18.12.18

Prosegue la gerarchizzazione e cresce il divario

La scuola della repubblica democratica è una comunità educante. L'antico modello autoritario sembrava definitivamente abbandonato. L'insegnamento non passa più attraverso la bocciatura e l'umiliazione, le bacchettate sulle mani e i ceci sotto le ginocchia.

Oggi nelle scuole si parla di accoglienza, inclusività, tutoraggio, cooperative learning. Il modello verticale autoritaristico è stato giustamente sostituito da modelli orizzontali e collaborativi, ma qualcosa ora sta nuovamente cambiando e in un mondo ormai dominato dalla finanza il cambiamento non comincia dai banchi degli scolari, ma dal portafoglio dei docenti e dei dirigenti.
“L’aumento di 815 euro lordi mensili che arriverà nelle buste paga dei dirigenti scolastici grazie al nuovo contratto, a fronte dei circa 90 attribuiti ai docenti, ha provocato indignazione tra gli insegnanti. Non solo la differenza degli aumenti è assolutamente sproporzionata, perché parliamo di oltre nove volte il misero incremento stipendiale dei docenti, ma tutti sanno benissimo che gran parte delle funzioni organizzative e gestionali vengono delegate nella vita quotidiana delle scuole agli stessi insegnanti in cambio di compensi irrisori”.
Così Rino Di Meglio, coordinatore nazionale della Gilda,  ha commentato l’incremento retributivo recentemente accordato ai dirigenti scolastici.

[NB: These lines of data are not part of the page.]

use std::error::Error;
use std::path::PathBuf;
use std::process::ExitCode;

use clap::Parser;
use ratatui::crossterm::event::{KeyCode, KeyModifiers};
use ratatui::layout::Rect;
use ratatui::Frame;
use tracing::info;

use crate::api::{ListModelResponse, SharedError};
use crate::cli::{runtime, OllamaArgs};
use crate::core::command::Command;
use crate::core::component::Component;
use crate::core::message::Msg;
use crate::logging;
use crate::ui::model_chooser::ModelChooser;
use crate::ui::program::Program;

#[derive(Parser, Debug)]
#[command(name = "otui-model-chooser", disable_help_flag = true)]
#[command(about = "Pick one of the models on an Ollama server")]
#[command(long_about = "Lists the models pulled on an Ollama server and prints the one you pick.\n\n\
Example:  otui-model-chooser -h http://gpu:11434 --log chooser.log")]
pub struct Args {
    #[command(flatten)]
    pub ollama: OllamaArgs,

    /// Append logs to this file instead of discarding them
    #[arg(long, value_name = "FILE")]
    pub log: Option<PathBuf>,

    /// Print help
    #[arg(long, action = clap::ArgAction::Help)]
    help: Option<bool>,
}

/// How a chooser run ended.
#[derive(Debug, Default)]
pub enum Outcome {
    #[default]
    Interrupted,
    Selected(ListModelResponse),
    Aborted(Option<SharedError>),
}

pub struct ChooserApp {
    pub chooser: ModelChooser,
    pub outcome: Outcome,
}

impl ChooserApp {
    pub fn new(chooser: ModelChooser) -> Self {
        Self {
            chooser,
            outcome: Outcome::default(),
        }
    }
}

impl Component for ChooserApp {
    fn init(&mut self) -> Command {
        self.chooser.init()
    }

    fn update(&mut self, msg: &Msg) -> Command {
        match msg {
            Msg::Key(key)
                if key.code == KeyCode::Char('c') && key.modifiers.contains(KeyModifiers::CONTROL) =>
            {
                Command::Quit
            }
            Msg::ModelSelected { id, selection, .. } if *id == self.chooser.id() => {
                self.outcome = Outcome::Selected(selection.clone());
                Command::Quit
            }
            Msg::ChooserAborted { id, error } if *id == self.chooser.id() => {
                self.outcome = Outcome::Aborted(error.clone());
                Command::Quit
            }
            _ => self.chooser.update(msg),
        }
    }

    fn render(&self, frame: &mut Frame, area: Rect) {
        self.chooser.render(frame, area);
    }
}

pub fn run(args: Args) -> Result<ExitCode, Box<dyn Error>> {
    // Stderr belongs to the terminal UI, so logs only go to a file.
    if let Some(path) = &args.log {
        logging::init(args.ollama.verbose, Some(path))?;
    }
    info!(host = %args.ollama.host, "model chooser");

    let mut chooser = ModelChooser::new();
    chooser.set_host(args.ollama.host);
    chooser.set_selection_by_name(&args.ollama.model);

    let app = runtime()?.block_on(Program::new(ChooserApp::new(chooser)).run())?;
    Ok(report(&app.outcome))
}

fn report(outcome: &Outcome) -> ExitCode {
    match outcome {
        Outcome::Selected(model) => {
            println!("Selected:   {}  {}", model.name, model.digest);
            ExitCode::SUCCESS
        }
        Outcome::Aborted(Some(err)) => {
            eprintln!("Chooser Aborted: {err}");
            ExitCode::FAILURE
        }
        Outcome::Aborted(None) | Outcome::Interrupted => {
            eprintln!("No selection");
            ExitCode::SUCCESS
        }
    }
}

#[cfg(test)]
mod tests {
    use super::*;
    use crate::utils::test_utils::{model_entry, FakeTransport, Harness};
    use ratatui::crossterm::event::KeyEvent;

    fn key(code: KeyCode) -> Msg {
        Msg::Key(KeyEvent::new(code, KeyModifiers::NONE))
    }

    fn app_with(fake: &std::sync::Arc<FakeTransport>) -> ChooserApp {
        let mut chooser = ModelChooser::with_transport(fake.clone());
        chooser.set_host("http://localhost:11434");
        ChooserApp::new(chooser)
    }

    #[tokio::test]
    async fn enter_records_the_selection_and_quits() {
        let fake = FakeTransport::with_models(vec![
            model_entry("llama3.2:latest", "a80c4f17acd5"),
            model_entry("llava:7b", "8dd30f6b0cb1"),
        ]);
        let mut app = app_with(&fake);
        let mut harness = Harness::new();
        harness.run(app.init());
        harness
            .drive(&mut app, |msg| matches!(msg, Msg::ModelListResponse { .. }))
            .await;

        app.update(&key(KeyCode::Down));
        let command = app.update(&key(KeyCode::Enter));
        let selected = command.emitted().into_iter().cloned().collect::<Vec<_>>();
        assert_eq!(selected.len(), 1);
        assert!(matches!(app.update(&selected[0]), Command::Quit));

        match &app.outcome {
            Outcome::Selected(model) => assert_eq!(model.name, "llava:7b"),
            other => panic!("unexpected outcome {other:?}"),
        }
        assert_eq!(report(&app.outcome), ExitCode::SUCCESS);
    }

    #[tokio::test]
    async fn escape_after_a_failed_fetch_reports_the_error() {
        let fake = FakeTransport::new();
        fake.fail_listing("connection refused");
        let mut app = app_with(&fake);
        let mut harness = Harness::new();
        harness.run(app.init());
        harness
            .drive(&mut app, |msg| matches!(msg, Msg::ModelListError { .. }))
            .await;

        let abort = app.update(&key(KeyCode::Esc));
        let abort = abort.emitted().into_iter().cloned().collect::<Vec<_>>();
        assert!(matches!(app.update(&abort[0]), Command::Quit));

        match &app.outcome {
            Outcome::Aborted(Some(err)) => assert!(err.to_string().contains("connection refused")),
            other => panic!("unexpected outcome {other:?}"),
        }
        assert_eq!(report(&app.outcome), ExitCode::FAILURE);
    }

    #[test]
    fn ctrl_c_quits_without_a_selection() {
        let mut app = app_with(&FakeTransport::new());
        let quit = app.update(&Msg::Key(KeyEvent::new(
            KeyCode::Char('c'),
            KeyModifiers::CONTROL,
        )));
        assert!(matches!(quit, Command::Quit));
        assert!(matches!(app.outcome, Outcome::Interrupted));
        assert_eq!(report(&app.outcome), ExitCode::SUCCESS);
    }
}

“Fino agli anni ’80 lo stipendio del preside, partiva da quello di fine carriera dei docenti; poi, quando i presidi hanno ottenuto il contratto separato, la forbice si è allargata smisuratamente.
Rino Di Meglio considera poi una beffa la regola che impone alle scuole di retribuire le funzioni organizzative assegnate ai docenti (funzioni che alleggeriscono non poco il lavoro dei dirigenti), sottraendole dai fondi stanziati per il contratto degli insegnanti anziché da quello dei dirigenti.

È giunto il tempo – conclude il coordinatore nazionale – di alzare la testa e iniziare a declinare tutte quelle attività non obbligatorie che sarebbero di competenza del dirigente”.
L’unico modo per conquistare dignità contrattuale per gli insegnanti è uscire dal calderone del pubblico impiego, e ottenere un contratto specifico. L’istituzione di un’area separata è una richiesta storica della Gilda degli Insegnanti per la quale continueremo a batterci senza sosta.
Sulla questione degli aumenti è intervenuto anche Luigi Del Prete (segretario nazionale del sindacato di base USB)
“Prima di ‘premiare’ i dirigenti scolastici bisognerebbe che Miur, Usr, Usp operassero serie verifiche sul loro operato quotidiano, caratterizzato da continue violazioni dei contratti e scarsa conoscenza della normativa. Una dirigenza scolastica, quella italiana, che da un lato pretende di essere equiparata alla dirigenza della pubblica amministrazione, ma che, dall’altro, mostra una totale assenza di qualsiasi conoscenza giuridica delle norme contrattuali, delle modalità di funzionamento di strutture complesse come le istituzioni scolastiche, attraverso un arbitrio gestionale che ricorda spesso piccole monarchie feudali”.
Di tenore analogo è il comunicato dei PSP (Partigiani Scuola Pubblica):
“Esagerato e fuori luogo appare l’aumento di ben 540 euro netti al mese ai dirigenti scolastici stabilito in questi giorni nel corso dell’intesa sindacale. Ancora più incredibile se lo si inquadra nel corso di una manovra di bilancio così complessa e sotto il capestro della procedura di infrazione da parte della Commissione europea e a fronte di docenti costretti a sopravvivere a mille km da casa per l’algoritmo renziano con uno stipendio di 1300 euro al mese, per i quali non si è ancora trovata una soluzione efficace”.
“Tutto questo diventa ancora più assurdo se si analizza il livello raggiunto dai contenziosi a carico del MIUR dovuti all’assenza di controlli e di sanzioni a quei dirigenti scolastici che adottano condotte abusanti e si fanno difendere dall’avvocatura dello Stato, risultando anche spesso soccombenti”.